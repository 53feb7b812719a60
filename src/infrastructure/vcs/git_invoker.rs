//! `git` subprocess implementation of [`VcsInvoker`].
//!
//! Every call shells out to the `git` binary under a bounded timeout, the
//! same technique `merge_queue.rs`'s `git_merge`/`check_merge_conflicts`
//! used, generalized here to the engine's full worktree/merge lifecycle.

use std::path::Path;
use std::process::Stdio;
use std::time::Duration;

use async_trait::async_trait;
use tokio::process::Command;

use crate::domain::errors::{DomainError, DomainResult};
use crate::domain::ports::vcs_invoker::{MergeMode, VcsInvoker, VcsOutput};

pub struct GitInvoker {
    timeout: Duration,
}

impl GitInvoker {
    pub fn new(timeout: Duration) -> Self {
        Self { timeout }
    }

    async fn run(&self, dir: &Path, args: &[&str]) -> DomainResult<VcsOutput> {
        let command_str = format!("git {}", args.join(" "));
        let child = Command::new("git")
            .args(args)
            .current_dir(dir)
            .stdout(Stdio::piped())
            .stderr(Stdio::piped())
            .output();

        let output = tokio::time::timeout(self.timeout, child).await.map_err(|_| {
            DomainError::VcsTimeout { command: command_str.clone(), timeout_secs: self.timeout.as_secs() }
        })?;

        let output = output.map_err(|e| DomainError::VcsCommandFailed {
            command: command_str,
            exit_code: None,
            stderr: e.to_string(),
        })?;

        Ok(VcsOutput {
            stdout: String::from_utf8_lossy(&output.stdout).into_owned(),
            stderr: String::from_utf8_lossy(&output.stderr).into_owned(),
            exit_code: output.status.code().unwrap_or(-1),
        })
    }

    async fn run_ok(&self, dir: &Path, args: &[&str]) -> DomainResult<VcsOutput> {
        let output = self.run(dir, args).await?;
        if !output.success() {
            return Err(DomainError::VcsCommandFailed {
                command: format!("git {}", args.join(" ")),
                exit_code: Some(output.exit_code),
                stderr: output.stderr,
            });
        }
        Ok(output)
    }
}

#[async_trait]
impl VcsInvoker for GitInvoker {
    async fn init(&self, dir: &Path) -> DomainResult<()> {
        self.run_ok(dir, &["init"]).await.map(|_| ())
    }

    async fn rev_parse(&self, dir: &Path, rev: &str) -> DomainResult<String> {
        let out = self.run_ok(dir, &["rev-parse", rev]).await?;
        Ok(out.stdout.trim().to_string())
    }

    async fn symbolic_ref(&self, dir: &Path, name: &str) -> DomainResult<String> {
        let out = self.run_ok(dir, &["symbolic-ref", "--short", name]).await?;
        Ok(out.stdout.trim().to_string())
    }

    async fn branch(&self, dir: &Path, name: &str, start_point: &str) -> DomainResult<()> {
        self.run_ok(dir, &["branch", name, start_point]).await.map(|_| ())
    }

    async fn checkout(&self, dir: &Path, target: &str) -> DomainResult<()> {
        self.run_ok(dir, &["checkout", target]).await.map(|_| ())
    }

    async fn worktree_add(&self, dir: &Path, path: &Path, branch: &str) -> DomainResult<()> {
        let path_str = path.to_string_lossy();
        self.run_ok(dir, &["worktree", "add", &path_str, branch]).await.map(|_| ())
    }

    async fn worktree_list(&self, dir: &Path) -> DomainResult<VcsOutput> {
        self.run_ok(dir, &["worktree", "list", "--porcelain"]).await
    }

    async fn worktree_remove(&self, dir: &Path, path: &Path, force: bool) -> DomainResult<()> {
        let path_str = path.to_string_lossy();
        if force {
            self.run_ok(dir, &["worktree", "remove", "--force", &path_str]).await.map(|_| ())
        } else {
            self.run_ok(dir, &["worktree", "remove", &path_str]).await.map(|_| ())
        }
    }

    async fn merge(&self, dir: &Path, branch: &str, mode: MergeMode) -> DomainResult<VcsOutput> {
        match mode {
            MergeMode::NoCommit => self.run(dir, &["merge", "--no-commit", "--no-ff", branch]).await,
            MergeMode::Squash => self.run(dir, &["merge", "--squash", branch]).await,
        }
    }

    async fn merge_abort(&self, dir: &Path) -> DomainResult<()> {
        // Best-effort: a merge with no conflicts leaves nothing to abort.
        let _ = self.run(dir, &["merge", "--abort"]).await;
        Ok(())
    }

    async fn merge_base(&self, dir: &Path, a: &str, b: &str) -> DomainResult<String> {
        let out = self.run_ok(dir, &["merge-base", a, b]).await?;
        Ok(out.stdout.trim().to_string())
    }

    async fn merge_tree(&self, dir: &Path, a: &str, b: &str) -> DomainResult<VcsOutput> {
        self.run(dir, &["merge-tree", a, b]).await
    }

    async fn diff_conflicted_paths(&self, dir: &Path) -> DomainResult<Vec<String>> {
        let out = self.run_ok(dir, &["diff", "--name-only", "--diff-filter=U"]).await?;
        Ok(out.stdout.lines().map(str::to_string).filter(|l| !l.is_empty()).collect())
    }

    async fn status_short(&self, dir: &Path) -> DomainResult<String> {
        let out = self.run_ok(dir, &["status", "--short"]).await?;
        Ok(out.stdout)
    }

    async fn commit(&self, dir: &Path, message: &str) -> DomainResult<()> {
        self.run_ok(dir, &["commit", "-m", message]).await.map(|_| ())
    }

    async fn add_all(&self, dir: &Path) -> DomainResult<()> {
        self.run_ok(dir, &["add", "-A"]).await.map(|_| ())
    }

    async fn reset_hard(&self, dir: &Path, n_commits: u32) -> DomainResult<()> {
        let target = format!("HEAD~{n_commits}");
        self.run_ok(dir, &["reset", "--hard", &target]).await.map(|_| ())
    }

    async fn rev_parse_head(&self, dir: &Path) -> DomainResult<String> {
        self.rev_parse(dir, "HEAD").await
    }

    fn timeout(&self) -> Duration {
        self.timeout
    }
}
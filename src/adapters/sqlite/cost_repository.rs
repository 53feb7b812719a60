//! SQLite implementation of the CostRepository.

use async_trait::async_trait;
use sqlx::SqlitePool;
use uuid::Uuid;

use crate::domain::errors::{DomainError, DomainResult};
use crate::domain::models::AgentCost;
use crate::domain::ports::CostRepository;

#[derive(Clone)]
pub struct SqliteCostRepository {
    pool: SqlitePool,
}

impl SqliteCostRepository {
    pub fn new(pool: SqlitePool) -> Self {
        Self { pool }
    }
}

#[async_trait]
impl CostRepository for SqliteCostRepository {
    async fn record(&self, cost: &AgentCost) -> DomainResult<()> {
        sqlx::query(
            r#"INSERT INTO agent_costs (id, project_id, session_id, task_id, model, input_tokens, output_tokens, cost_cents, recorded_at)
               VALUES (?, ?, ?, ?, ?, ?, ?, ?, ?)"#,
        )
        .bind(cost.id.to_string())
        .bind(cost.project_id.to_string())
        .bind(cost.session_id.map(|id| id.to_string()))
        .bind(cost.task_id.map(|id| id.to_string()))
        .bind(&cost.model)
        .bind(cost.input_tokens)
        .bind(cost.output_tokens)
        .bind(cost.cost_cents)
        .bind(cost.recorded_at.to_rfc3339())
        .execute(&self.pool)
        .await?;

        Ok(())
    }

    async fn total_cost_cents(&self, project_id: Uuid) -> DomainResult<i64> {
        let row: (Option<i64>,) =
            sqlx::query_as("SELECT SUM(cost_cents) FROM agent_costs WHERE project_id = ?")
                .bind(project_id.to_string())
                .fetch_one(&self.pool)
                .await?;

        Ok(row.0.unwrap_or(0))
    }

    async fn list_for_project(&self, project_id: Uuid) -> DomainResult<Vec<AgentCost>> {
        let rows: Vec<AgentCostRow> = sqlx::query_as(
            "SELECT id, project_id, session_id, task_id, model, input_tokens, output_tokens, cost_cents, recorded_at
             FROM agent_costs WHERE project_id = ? ORDER BY recorded_at",
        )
        .bind(project_id.to_string())
        .fetch_all(&self.pool)
        .await?;

        rows.into_iter().map(|r| r.try_into()).collect()
    }
}

#[derive(sqlx::FromRow)]
struct AgentCostRow {
    id: String,
    project_id: String,
    session_id: Option<String>,
    task_id: Option<String>,
    model: String,
    input_tokens: i64,
    output_tokens: i64,
    cost_cents: i64,
    recorded_at: String,
}

impl TryFrom<AgentCostRow> for AgentCost {
    type Error = DomainError;

    fn try_from(row: AgentCostRow) -> Result<Self, Self::Error> {
        let id = super::parse_uuid(&row.id)?;
        let project_id = super::parse_uuid(&row.project_id)?;
        let session_id = super::parse_optional_uuid(row.session_id)?;
        let task_id = super::parse_optional_uuid(row.task_id)?;
        let recorded_at = super::parse_datetime(&row.recorded_at)?;

        Ok(AgentCost {
            id,
            project_id,
            session_id,
            task_id,
            model: row.model,
            input_tokens: row.input_tokens,
            output_tokens: row.output_tokens,
            cost_cents: row.cost_cents,
            recorded_at,
        })
    }
}

#[cfg(test)]
mod tests {
    use super::*;
    use crate::adapters::sqlite::create_migrated_test_pool;
    use crate::adapters::sqlite::project_repository::SqliteProjectRepository;
    use crate::domain::models::Project;
    use crate::domain::ports::ProjectRepository;
    use std::path::PathBuf;

    async fn seed_project(pool: &SqlitePool) -> Uuid {
        let repo = SqliteProjectRepository::new(pool.clone());
        let project = Project::new("demo", PathBuf::from("/work/demo"));
        repo.create(&project).await.unwrap();
        project.id
    }

    #[tokio::test]
    async fn record_and_total_roundtrip() {
        let pool = create_migrated_test_pool().await.unwrap();
        let project_id = seed_project(&pool).await;
        let repo = SqliteCostRepository::new(pool);

        repo.record(&AgentCost::new(project_id, None, None, "claude-cheap".to_string(), 1000, 500, 42)).await.unwrap();
        repo.record(&AgentCost::new(project_id, None, None, "claude-premium".to_string(), 2000, 800, 300)).await.unwrap();

        assert_eq!(repo.total_cost_cents(project_id).await.unwrap(), 342);
        assert_eq!(repo.list_for_project(project_id).await.unwrap().len(), 2);
    }

    #[tokio::test]
    async fn total_cost_for_unknown_project_is_zero() {
        let pool = create_migrated_test_pool().await.unwrap();
        let repo = SqliteCostRepository::new(pool);
        assert_eq!(repo.total_cost_cents(Uuid::new_v4()).await.unwrap(), 0);
    }
}
//! Session repository port.

use async_trait::async_trait;
use uuid::Uuid;

use crate::domain::errors::DomainResult;
use crate::domain::models::Session;

#[async_trait]
pub trait SessionRepository: Send + Sync {
    async fn create(&self, session: &Session) -> DomainResult<()>;
    async fn get(&self, id: Uuid) -> DomainResult<Option<Session>>;
    async fn update(&self, session: &Session) -> DomainResult<()>;
    /// The single `running` session for a project, if any — at most one
    /// may exist at a time.
    async fn get_running_for_project(&self, project_id: Uuid) -> DomainResult<Option<Session>>;
    /// Every `running` session across all projects, input to the
    /// heartbeat reaper sweep.
    async fn list_running(&self) -> DomainResult<Vec<Session>>;
    /// Next sequence number for a new session in this project.
    async fn next_sequence(&self, project_id: Uuid) -> DomainResult<i64>;
}
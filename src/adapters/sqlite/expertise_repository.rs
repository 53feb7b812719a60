//! SQLite implementation of the ExpertiseRepository.

use async_trait::async_trait;
use sqlx::SqlitePool;
use uuid::Uuid;

use crate::domain::errors::{DomainError, DomainResult};
use crate::domain::models::{ExpertiseDomain, ExpertiseRecord};
use crate::domain::ports::ExpertiseRepository;

#[derive(Clone)]
pub struct SqliteExpertiseRepository {
    pool: SqlitePool,
}

impl SqliteExpertiseRepository {
    pub fn new(pool: SqlitePool) -> Self {
        Self { pool }
    }
}

const SELECT_COLUMNS: &str =
    "SELECT project_id, domain, version, patterns, techniques, hot_files, learnings, updated_at FROM expertise_records";

#[async_trait]
impl ExpertiseRepository for SqliteExpertiseRepository {
    async fn get(&self, project_id: Uuid, domain: ExpertiseDomain) -> DomainResult<Option<ExpertiseRecord>> {
        let row: Option<ExpertiseRow> =
            sqlx::query_as(&format!("{SELECT_COLUMNS} WHERE project_id = ? AND domain = ?"))
                .bind(project_id.to_string())
                .bind(domain.as_str())
                .fetch_optional(&self.pool)
                .await?;

        row.map(|r| r.try_into()).transpose()
    }

    async fn upsert(&self, record: &ExpertiseRecord) -> DomainResult<()> {
        let patterns_json = serde_json::to_string(&record.patterns)?;
        let techniques_json = serde_json::to_string(&record.techniques)?;
        let hot_files_json = serde_json::to_string(&record.hot_files)?;
        let learnings_json = serde_json::to_string(&record.learnings)?;

        sqlx::query(
            r#"INSERT INTO expertise_records (project_id, domain, version, patterns, techniques, hot_files, learnings, updated_at)
               VALUES (?, ?, ?, ?, ?, ?, ?, ?)
               ON CONFLICT(project_id, domain) DO UPDATE SET
                   version = excluded.version,
                   patterns = excluded.patterns,
                   techniques = excluded.techniques,
                   hot_files = excluded.hot_files,
                   learnings = excluded.learnings,
                   updated_at = excluded.updated_at"#,
        )
        .bind(record.project_id.to_string())
        .bind(record.domain.as_str())
        .bind(record.version)
        .bind(&patterns_json)
        .bind(&techniques_json)
        .bind(&hot_files_json)
        .bind(&learnings_json)
        .bind(record.updated_at.to_rfc3339())
        .execute(&self.pool)
        .await?;

        Ok(())
    }

    async fn list_for_project(&self, project_id: Uuid) -> DomainResult<Vec<ExpertiseRecord>> {
        let rows: Vec<ExpertiseRow> = sqlx::query_as(&format!("{SELECT_COLUMNS} WHERE project_id = ? ORDER BY domain"))
            .bind(project_id.to_string())
            .fetch_all(&self.pool)
            .await?;

        rows.into_iter().map(|r| r.try_into()).collect()
    }
}

#[derive(sqlx::FromRow)]
struct ExpertiseRow {
    project_id: String,
    domain: String,
    version: i64,
    patterns: String,
    techniques: String,
    hot_files: String,
    learnings: String,
    updated_at: String,
}

fn domain_from_str(s: &str) -> Option<ExpertiseDomain> {
    ExpertiseDomain::all().into_iter().find(|d| d.as_str() == s)
}

impl TryFrom<ExpertiseRow> for ExpertiseRecord {
    type Error = DomainError;

    fn try_from(row: ExpertiseRow) -> Result<Self, Self::Error> {
        let project_id = super::parse_uuid(&row.project_id)?;
        let domain = domain_from_str(&row.domain)
            .ok_or_else(|| DomainError::Serialization(format!("invalid expertise domain: {}", row.domain)))?;
        let patterns: Vec<String> = super::parse_json_or_default(Some(row.patterns))?;
        let techniques: Vec<String> = super::parse_json_or_default(Some(row.techniques))?;
        let hot_files: Vec<String> = super::parse_json_or_default(Some(row.hot_files))?;
        let learnings: Vec<String> = super::parse_json_or_default(Some(row.learnings))?;
        let updated_at = super::parse_datetime(&row.updated_at)?;

        Ok(ExpertiseRecord { project_id, domain, version: row.version, patterns, techniques, hot_files, learnings, updated_at })
    }
}

#[cfg(test)]
mod tests {
    use super::*;
    use crate::adapters::sqlite::create_migrated_test_pool;
    use crate::adapters::sqlite::project_repository::SqliteProjectRepository;
    use crate::domain::models::Project;
    use crate::domain::ports::ProjectRepository;
    use std::path::PathBuf;

    async fn seed_project(pool: &SqlitePool) -> Uuid {
        let repo = SqliteProjectRepository::new(pool.clone());
        let project = Project::new("demo", PathBuf::from("/work/demo"));
        repo.create(&project).await.unwrap();
        project.id
    }

    #[tokio::test]
    async fn upsert_then_get_roundtrip() {
        let pool = create_migrated_test_pool().await.unwrap();
        let project_id = seed_project(&pool).await;
        let repo = SqliteExpertiseRepository::new(pool);

        let mut record = ExpertiseRecord::new(project_id, ExpertiseDomain::Database);
        record.patterns.push("use sqlx query_as".to_string());
        repo.upsert(&record).await.unwrap();

        let loaded = repo.get(project_id, ExpertiseDomain::Database).await.unwrap().unwrap();
        assert_eq!(loaded.patterns, vec!["use sqlx query_as".to_string()]);
    }

    #[tokio::test]
    async fn upsert_overwrites_existing_record() {
        let pool = create_migrated_test_pool().await.unwrap();
        let project_id = seed_project(&pool).await;
        let repo = SqliteExpertiseRepository::new(pool);

        let mut record = ExpertiseRecord::new(project_id, ExpertiseDomain::Api);
        repo.upsert(&record).await.unwrap();

        record.bump_version();
        record.learnings.push("retry on 429".to_string());
        repo.upsert(&record).await.unwrap();

        let loaded = repo.get(project_id, ExpertiseDomain::Api).await.unwrap().unwrap();
        assert_eq!(loaded.version, 1);
        assert_eq!(loaded.learnings, vec!["retry on 429".to_string()]);
    }

    #[tokio::test]
    async fn list_for_project_returns_empty_when_none_recorded() {
        let pool = create_migrated_test_pool().await.unwrap();
        let project_id = seed_project(&pool).await;
        let repo = SqliteExpertiseRepository::new(pool);
        assert!(repo.list_for_project(project_id).await.unwrap().is_empty());
    }
}
//! Worktree domain model.
//!
//! A worktree is an isolated working copy on a dedicated branch, owned by
//! one epic and keyed uniquely by `(project_id, epic_id)`.

use chrono::{DateTime, Utc};
use serde::{Deserialize, Serialize};
use uuid::Uuid;

/// Closed status set, per spec: worktree status is a fixed five-element
/// variant set, never an open string.
#[derive(Debug, Clone, Copy, PartialEq, Eq, Hash, Serialize, Deserialize)]
#[serde(rename_all = "snake_case")]
pub enum WorktreeStatus {
    Active,
    Merged,
    Conflict,
    Cleanup,
    Abandoned,
}

impl WorktreeStatus {
    pub fn as_str(&self) -> &'static str {
        match self {
            Self::Active => "active",
            Self::Merged => "merged",
            Self::Conflict => "conflict",
            Self::Cleanup => "cleanup",
            Self::Abandoned => "abandoned",
        }
    }

    #[allow(clippy::should_implement_trait)]
    pub fn from_str(s: &str) -> Option<Self> {
        match s {
            "active" => Some(Self::Active),
            "merged" => Some(Self::Merged),
            "conflict" => Some(Self::Conflict),
            "cleanup" => Some(Self::Cleanup),
            "abandoned" => Some(Self::Abandoned),
            _ => None,
        }
    }

    /// Worktrees in these states are eligible for `cleanup()`.
    pub fn is_terminal(&self) -> bool {
        matches!(self, Self::Merged | Self::Cleanup | Self::Abandoned)
    }
}

#[derive(Debug, Clone, Serialize, Deserialize)]
pub struct Worktree {
    pub id: Uuid,
    pub project_id: Uuid,
    pub epic_id: Uuid,
    pub path: String,
    pub branch: String,
    pub status: WorktreeStatus,
    pub created_at: DateTime<Utc>,
    pub merge_commit: Option<String>,
    pub merged_at: Option<DateTime<Utc>>,
}

impl Worktree {
    pub fn new(project_id: Uuid, epic_id: Uuid, path: impl Into<String>, branch: impl Into<String>) -> Self {
        Self {
            id: Uuid::new_v4(),
            project_id,
            epic_id,
            path: path.into(),
            branch: branch.into(),
            status: WorktreeStatus::Active,
            created_at: Utc::now(),
            merge_commit: None,
            merged_at: None,
        }
    }

    pub fn mark_merged(&mut self, commit: impl Into<String>) {
        self.status = WorktreeStatus::Merged;
        self.merge_commit = Some(commit.into());
        self.merged_at = Some(Utc::now());
    }

    pub fn mark_conflict(&mut self) {
        self.status = WorktreeStatus::Conflict;
    }

    pub fn mark_cleanup(&mut self) {
        self.status = WorktreeStatus::Cleanup;
    }

    pub fn mark_abandoned(&mut self) {
        self.status = WorktreeStatus::Abandoned;
    }

    pub fn can_cleanup(&self) -> bool {
        self.status.is_terminal()
    }
}

#[cfg(test)]
mod tests {
    use super::*;

    #[test]
    fn new_worktree_starts_active() {
        let wt = Worktree::new(Uuid::new_v4(), Uuid::new_v4(), "/tmp/wt", "epic-1-demo");
        assert_eq!(wt.status, WorktreeStatus::Active);
        assert!(!wt.can_cleanup());
    }

    #[test]
    fn merged_worktree_is_cleanup_eligible() {
        let mut wt = Worktree::new(Uuid::new_v4(), Uuid::new_v4(), "/tmp/wt", "epic-1-demo");
        wt.mark_merged("abc123");
        assert!(wt.can_cleanup());
        assert_eq!(wt.merge_commit.as_deref(), Some("abc123"));
    }
}
//! SQLite implementation of the TaskRepository.

use async_trait::async_trait;
use sqlx::SqlitePool;
use uuid::Uuid;

use crate::domain::errors::{DomainError, DomainResult};
use crate::domain::models::{Dependency, Task};
use crate::domain::ports::{TaskFilter, TaskRepository};

#[derive(Clone)]
pub struct SqliteTaskRepository {
    pool: SqlitePool,
}

impl SqliteTaskRepository {
    pub fn new(pool: SqlitePool) -> Self {
        Self { pool }
    }
}

const SELECT_COLUMNS: &str =
    "SELECT id, epic_id, description, action, priority, done, depends_on, metadata FROM tasks";

#[async_trait]
impl TaskRepository for SqliteTaskRepository {
    async fn create(&self, task: &Task) -> DomainResult<()> {
        let depends_on_json = serde_json::to_string(&task.depends_on)?;
        let metadata_json = serde_json::to_string(&task.metadata)?;

        sqlx::query(
            r#"INSERT INTO tasks (id, epic_id, description, action, priority, done, depends_on, metadata)
               VALUES (?, ?, ?, ?, ?, ?, ?, ?)"#,
        )
        .bind(task.id.to_string())
        .bind(task.epic_id.to_string())
        .bind(&task.description)
        .bind(&task.action)
        .bind(task.priority)
        .bind(task.done)
        .bind(&depends_on_json)
        .bind(&metadata_json)
        .execute(&self.pool)
        .await?;

        Ok(())
    }

    async fn get(&self, id: Uuid) -> DomainResult<Option<Task>> {
        let row: Option<TaskRow> = sqlx::query_as(&format!("{SELECT_COLUMNS} WHERE id = ?"))
            .bind(id.to_string())
            .fetch_optional(&self.pool)
            .await?;

        row.map(|r| r.try_into()).transpose()
    }

    async fn update(&self, task: &Task) -> DomainResult<()> {
        let depends_on_json = serde_json::to_string(&task.depends_on)?;
        let metadata_json = serde_json::to_string(&task.metadata)?;

        let result = sqlx::query(
            r#"UPDATE tasks SET description = ?, action = ?, priority = ?, done = ?, depends_on = ?, metadata = ?
               WHERE id = ?"#,
        )
        .bind(&task.description)
        .bind(&task.action)
        .bind(task.priority)
        .bind(task.done)
        .bind(&depends_on_json)
        .bind(&metadata_json)
        .bind(task.id.to_string())
        .execute(&self.pool)
        .await?;

        if result.rows_affected() == 0 {
            return Err(DomainError::TaskNotFound(task.id));
        }

        Ok(())
    }

    async fn delete(&self, id: Uuid) -> DomainResult<()> {
        let result = sqlx::query("DELETE FROM tasks WHERE id = ?")
            .bind(id.to_string())
            .execute(&self.pool)
            .await?;

        if result.rows_affected() == 0 {
            return Err(DomainError::TaskNotFound(id));
        }

        Ok(())
    }

    async fn list(&self, filter: TaskFilter) -> DomainResult<Vec<Task>> {
        let mut query = String::from(SELECT_COLUMNS);
        query.push_str(" WHERE 1=1");

        if filter.epic_id.is_some() {
            query.push_str(" AND epic_id = ?");
        }
        if filter.done.is_some() {
            query.push_str(" AND done = ?");
        }
        query.push_str(" ORDER BY priority DESC");

        let mut q = sqlx::query_as::<_, TaskRow>(&query);
        if let Some(epic_id) = filter.epic_id {
            q = q.bind(epic_id.to_string());
        }
        if let Some(done) = filter.done {
            q = q.bind(done);
        }

        let rows: Vec<TaskRow> = q.fetch_all(&self.pool).await?;
        rows.into_iter().map(|r| r.try_into()).collect()
    }

    async fn list_pending_for_project(&self, project_id: Uuid) -> DomainResult<Vec<Task>> {
        let rows: Vec<TaskRow> = sqlx::query_as(
            r#"SELECT t.id, t.epic_id, t.description, t.action, t.priority, t.done, t.depends_on, t.metadata
               FROM tasks t
               JOIN epics e ON e.id = t.epic_id
               WHERE e.project_id = ? AND t.done = 0
               ORDER BY t.priority DESC"#,
        )
        .bind(project_id.to_string())
        .fetch_all(&self.pool)
        .await?;

        rows.into_iter().map(|r| r.try_into()).collect()
    }
}

#[derive(sqlx::FromRow)]
struct TaskRow {
    id: String,
    epic_id: String,
    description: String,
    action: String,
    priority: i32,
    done: bool,
    depends_on: String,
    metadata: String,
}

impl TryFrom<TaskRow> for Task {
    type Error = DomainError;

    fn try_from(row: TaskRow) -> Result<Self, Self::Error> {
        let id = super::parse_uuid(&row.id)?;
        let epic_id = super::parse_uuid(&row.epic_id)?;
        let depends_on: Vec<Dependency> = super::parse_json_or_default(Some(row.depends_on))?;
        let metadata = super::parse_json_value(&row.metadata)?;

        Ok(Task {
            id,
            epic_id,
            description: row.description,
            action: row.action,
            priority: row.priority,
            done: row.done,
            depends_on,
            metadata,
        })
    }
}

#[cfg(test)]
mod tests {
    use super::*;
    use crate::adapters::sqlite::create_migrated_test_pool;
    use crate::adapters::sqlite::epic_repository::SqliteEpicRepository;
    use crate::adapters::sqlite::project_repository::SqliteProjectRepository;
    use crate::domain::models::{Epic, Project};
    use crate::domain::ports::{EpicRepository, ProjectRepository};
    use std::path::PathBuf;

    async fn seed_epic(pool: &SqlitePool) -> Uuid {
        let projects = SqliteProjectRepository::new(pool.clone());
        let project = Project::new("demo", PathBuf::from("/work/demo"));
        projects.create(&project).await.unwrap();

        let epics = SqliteEpicRepository::new(pool.clone());
        let epic = Epic::new(project.id, "api", 1);
        epics.create(&epic).await.unwrap();

        epic.id
    }

    #[tokio::test]
    async fn create_and_get_roundtrip() {
        let pool = create_migrated_test_pool().await.unwrap();
        let epic_id = seed_epic(&pool).await;
        let repo = SqliteTaskRepository::new(pool);

        let task = Task::new(epic_id, "wire up router", "edit src/router.rs", 3);
        repo.create(&task).await.unwrap();

        let loaded = repo.get(task.id).await.unwrap().unwrap();
        assert_eq!(loaded.description, "wire up router");
        assert!(!loaded.done);
    }

    #[tokio::test]
    async fn list_filters_by_done() {
        let pool = create_migrated_test_pool().await.unwrap();
        let epic_id = seed_epic(&pool).await;
        let repo = SqliteTaskRepository::new(pool);

        let mut done_task = Task::new(epic_id, "finished", "edit a", 1);
        done_task.mark_done();
        let pending_task = Task::new(epic_id, "pending", "edit b", 1);
        repo.create(&done_task).await.unwrap();
        repo.create(&pending_task).await.unwrap();

        let pending = repo.list(TaskFilter { epic_id: Some(epic_id), done: Some(false) }).await.unwrap();
        assert_eq!(pending.len(), 1);
        assert_eq!(pending[0].description, "pending");
    }

    #[tokio::test]
    async fn list_pending_for_project_joins_through_epic() {
        let pool = create_migrated_test_pool().await.unwrap();
        let epic_id = seed_epic(&pool).await;
        let repo = SqliteTaskRepository::new(pool.clone());

        let task = Task::new(epic_id, "wire up router", "edit src/router.rs", 3);
        repo.create(&task).await.unwrap();

        let epics = SqliteEpicRepository::new(pool.clone());
        let epic = epics.get(epic_id).await.unwrap().unwrap();

        let pending = repo.list_pending_for_project(epic.project_id).await.unwrap();
        assert_eq!(pending.len(), 1);
    }
}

━━━━━━━━━━━━━━━━

PROBLEM: Your answer should be the lines above, from the line containing "techniques_json = serde_json::to_string(&record.techniques)?;" up to and including the line containing "Uuid) -> DomainResult<Vec<ExpertiseRecord>>", reproduced exactly and with nothing else.

RESPONSE AREA:
        let techniques_json = serde_json::to_string(&record.techniques)?;
        let hot_files_json = serde_json::to_string(&record.hot_files)?;
        let learnings_json = serde_json::to_string(&record.learnings)?;

        sqlx::query(
            r#"INSERT INTO expertise_records (project_id, domain, version, patterns, techniques, hot_files, learnings, updated_at)
               VALUES (?, ?, ?, ?, ?, ?, ?, ?)
               ON CONFLICT(project_id, domain) DO UPDATE SET
                   version = excluded.version,
                   patterns = excluded.patterns,
                   techniques = excluded.techniques,
                   hot_files = excluded.hot_files,
                   learnings = excluded.learnings,
                   updated_at = excluded.updated_at"#,
        )
        .bind(record.project_id.to_string())
        .bind(record.domain.as_str())
        .bind(record.version)
        .bind(&patterns_json)
        .bind(&techniques_json)
        .bind(&hot_files_json)
        .bind(&learnings_json)
        .bind(record.updated_at.to_rfc3339())
        .execute(&self.pool)
        .await?;

        Ok(())
    }

    async fn list_for_project(&self, project_id: Uuid) -> DomainResult<Vec<ExpertiseRecord>> {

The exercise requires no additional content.